# Instructions for the task
Using "ValidationError" as the search string, find the matching lines below and copy them.

[Records from a data source]
-- Opening Marker --
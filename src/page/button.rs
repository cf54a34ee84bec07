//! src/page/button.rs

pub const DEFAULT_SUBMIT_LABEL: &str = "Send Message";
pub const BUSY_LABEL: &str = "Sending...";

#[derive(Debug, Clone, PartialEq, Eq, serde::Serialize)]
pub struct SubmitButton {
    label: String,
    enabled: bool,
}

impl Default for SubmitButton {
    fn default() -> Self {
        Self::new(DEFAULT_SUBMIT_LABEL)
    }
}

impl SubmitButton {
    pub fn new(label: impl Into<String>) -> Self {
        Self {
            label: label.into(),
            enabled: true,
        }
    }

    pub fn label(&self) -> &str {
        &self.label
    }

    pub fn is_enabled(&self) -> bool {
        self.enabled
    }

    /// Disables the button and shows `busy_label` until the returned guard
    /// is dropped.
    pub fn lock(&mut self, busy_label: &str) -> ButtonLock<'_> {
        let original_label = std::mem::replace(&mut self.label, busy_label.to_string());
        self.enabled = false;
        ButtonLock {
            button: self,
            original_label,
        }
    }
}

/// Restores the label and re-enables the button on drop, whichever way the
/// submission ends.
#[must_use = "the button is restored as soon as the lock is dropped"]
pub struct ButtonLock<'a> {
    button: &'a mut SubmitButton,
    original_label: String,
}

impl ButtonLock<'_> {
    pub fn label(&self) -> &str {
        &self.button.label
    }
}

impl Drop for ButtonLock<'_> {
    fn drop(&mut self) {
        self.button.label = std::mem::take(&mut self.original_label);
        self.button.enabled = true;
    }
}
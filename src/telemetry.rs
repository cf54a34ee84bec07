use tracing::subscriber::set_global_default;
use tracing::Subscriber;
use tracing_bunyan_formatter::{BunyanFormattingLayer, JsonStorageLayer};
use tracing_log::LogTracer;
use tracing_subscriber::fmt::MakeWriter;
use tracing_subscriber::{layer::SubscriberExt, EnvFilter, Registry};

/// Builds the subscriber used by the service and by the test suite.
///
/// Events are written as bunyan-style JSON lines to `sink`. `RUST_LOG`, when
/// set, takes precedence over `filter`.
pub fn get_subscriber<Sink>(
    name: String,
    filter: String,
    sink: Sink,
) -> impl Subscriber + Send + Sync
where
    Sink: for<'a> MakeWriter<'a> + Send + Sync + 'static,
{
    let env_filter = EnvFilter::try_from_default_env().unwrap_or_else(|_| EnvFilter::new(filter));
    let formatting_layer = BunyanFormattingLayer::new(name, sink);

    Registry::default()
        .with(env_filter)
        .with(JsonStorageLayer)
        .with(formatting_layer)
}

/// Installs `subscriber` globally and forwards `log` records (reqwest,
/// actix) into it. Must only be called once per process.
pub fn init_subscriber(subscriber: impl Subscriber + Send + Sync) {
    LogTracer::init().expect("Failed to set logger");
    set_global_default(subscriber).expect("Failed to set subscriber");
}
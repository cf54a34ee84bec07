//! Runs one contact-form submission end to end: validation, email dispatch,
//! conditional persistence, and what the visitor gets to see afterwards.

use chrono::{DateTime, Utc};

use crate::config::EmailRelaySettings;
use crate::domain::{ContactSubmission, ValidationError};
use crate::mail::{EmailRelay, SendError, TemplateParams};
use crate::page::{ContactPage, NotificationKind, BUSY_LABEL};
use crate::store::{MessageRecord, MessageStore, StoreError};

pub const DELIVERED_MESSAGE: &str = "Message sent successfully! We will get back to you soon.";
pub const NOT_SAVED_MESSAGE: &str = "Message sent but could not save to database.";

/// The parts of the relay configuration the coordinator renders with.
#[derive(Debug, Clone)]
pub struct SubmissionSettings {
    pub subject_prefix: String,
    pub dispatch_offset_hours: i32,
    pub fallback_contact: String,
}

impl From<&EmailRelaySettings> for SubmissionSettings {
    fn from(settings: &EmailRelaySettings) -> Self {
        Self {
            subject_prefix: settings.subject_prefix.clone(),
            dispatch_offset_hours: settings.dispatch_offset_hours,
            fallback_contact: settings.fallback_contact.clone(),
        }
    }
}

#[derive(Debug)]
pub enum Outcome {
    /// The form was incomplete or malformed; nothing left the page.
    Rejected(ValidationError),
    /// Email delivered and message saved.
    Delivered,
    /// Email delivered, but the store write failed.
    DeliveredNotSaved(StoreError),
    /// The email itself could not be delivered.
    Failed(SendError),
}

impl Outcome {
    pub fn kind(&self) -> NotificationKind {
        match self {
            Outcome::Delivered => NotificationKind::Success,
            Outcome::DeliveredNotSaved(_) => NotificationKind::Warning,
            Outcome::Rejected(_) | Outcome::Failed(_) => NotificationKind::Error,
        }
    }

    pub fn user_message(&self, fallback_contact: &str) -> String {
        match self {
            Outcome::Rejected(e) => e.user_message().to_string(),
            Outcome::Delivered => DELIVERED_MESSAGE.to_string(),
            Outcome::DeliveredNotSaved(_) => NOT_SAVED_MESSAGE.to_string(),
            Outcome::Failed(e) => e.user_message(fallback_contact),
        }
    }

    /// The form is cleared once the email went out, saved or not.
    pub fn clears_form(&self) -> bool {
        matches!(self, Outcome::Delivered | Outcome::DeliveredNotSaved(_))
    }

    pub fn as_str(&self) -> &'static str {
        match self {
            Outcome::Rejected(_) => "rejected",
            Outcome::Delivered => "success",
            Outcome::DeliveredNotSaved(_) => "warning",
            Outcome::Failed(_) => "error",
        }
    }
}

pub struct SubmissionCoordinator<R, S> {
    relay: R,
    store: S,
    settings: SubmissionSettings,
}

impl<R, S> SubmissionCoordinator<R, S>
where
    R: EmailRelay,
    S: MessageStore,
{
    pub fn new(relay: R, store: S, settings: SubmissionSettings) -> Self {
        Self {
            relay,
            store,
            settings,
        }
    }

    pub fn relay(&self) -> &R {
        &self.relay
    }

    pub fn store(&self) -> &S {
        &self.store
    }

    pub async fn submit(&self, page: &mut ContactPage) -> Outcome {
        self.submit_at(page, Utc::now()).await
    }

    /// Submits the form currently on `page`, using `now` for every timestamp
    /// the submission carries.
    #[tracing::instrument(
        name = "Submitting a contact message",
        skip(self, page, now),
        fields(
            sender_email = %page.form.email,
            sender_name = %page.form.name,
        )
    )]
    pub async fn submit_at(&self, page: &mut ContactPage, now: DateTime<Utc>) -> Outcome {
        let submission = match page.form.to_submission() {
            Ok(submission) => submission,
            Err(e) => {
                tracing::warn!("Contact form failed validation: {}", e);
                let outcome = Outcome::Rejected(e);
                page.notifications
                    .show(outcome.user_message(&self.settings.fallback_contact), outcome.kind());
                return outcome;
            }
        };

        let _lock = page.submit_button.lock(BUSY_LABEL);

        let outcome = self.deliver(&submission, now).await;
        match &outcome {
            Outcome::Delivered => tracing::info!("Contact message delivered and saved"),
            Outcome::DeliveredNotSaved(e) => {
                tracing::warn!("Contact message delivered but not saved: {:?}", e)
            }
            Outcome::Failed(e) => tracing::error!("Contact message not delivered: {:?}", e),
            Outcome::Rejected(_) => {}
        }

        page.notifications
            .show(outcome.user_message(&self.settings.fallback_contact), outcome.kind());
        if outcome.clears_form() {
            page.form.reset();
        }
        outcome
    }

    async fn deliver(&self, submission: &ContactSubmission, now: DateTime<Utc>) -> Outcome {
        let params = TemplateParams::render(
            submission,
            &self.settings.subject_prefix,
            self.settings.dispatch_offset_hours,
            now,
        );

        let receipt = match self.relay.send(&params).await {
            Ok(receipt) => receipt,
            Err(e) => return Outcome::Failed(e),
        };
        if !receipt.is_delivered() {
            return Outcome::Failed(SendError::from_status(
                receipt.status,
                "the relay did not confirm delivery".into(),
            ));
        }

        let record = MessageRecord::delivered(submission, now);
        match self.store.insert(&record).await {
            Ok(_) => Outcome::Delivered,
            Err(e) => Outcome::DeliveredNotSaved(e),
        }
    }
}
-- Closing Marker --
# Solution
use crate::domain::{ContactSubmission, ValidationError};
    Rejected(ValidationError),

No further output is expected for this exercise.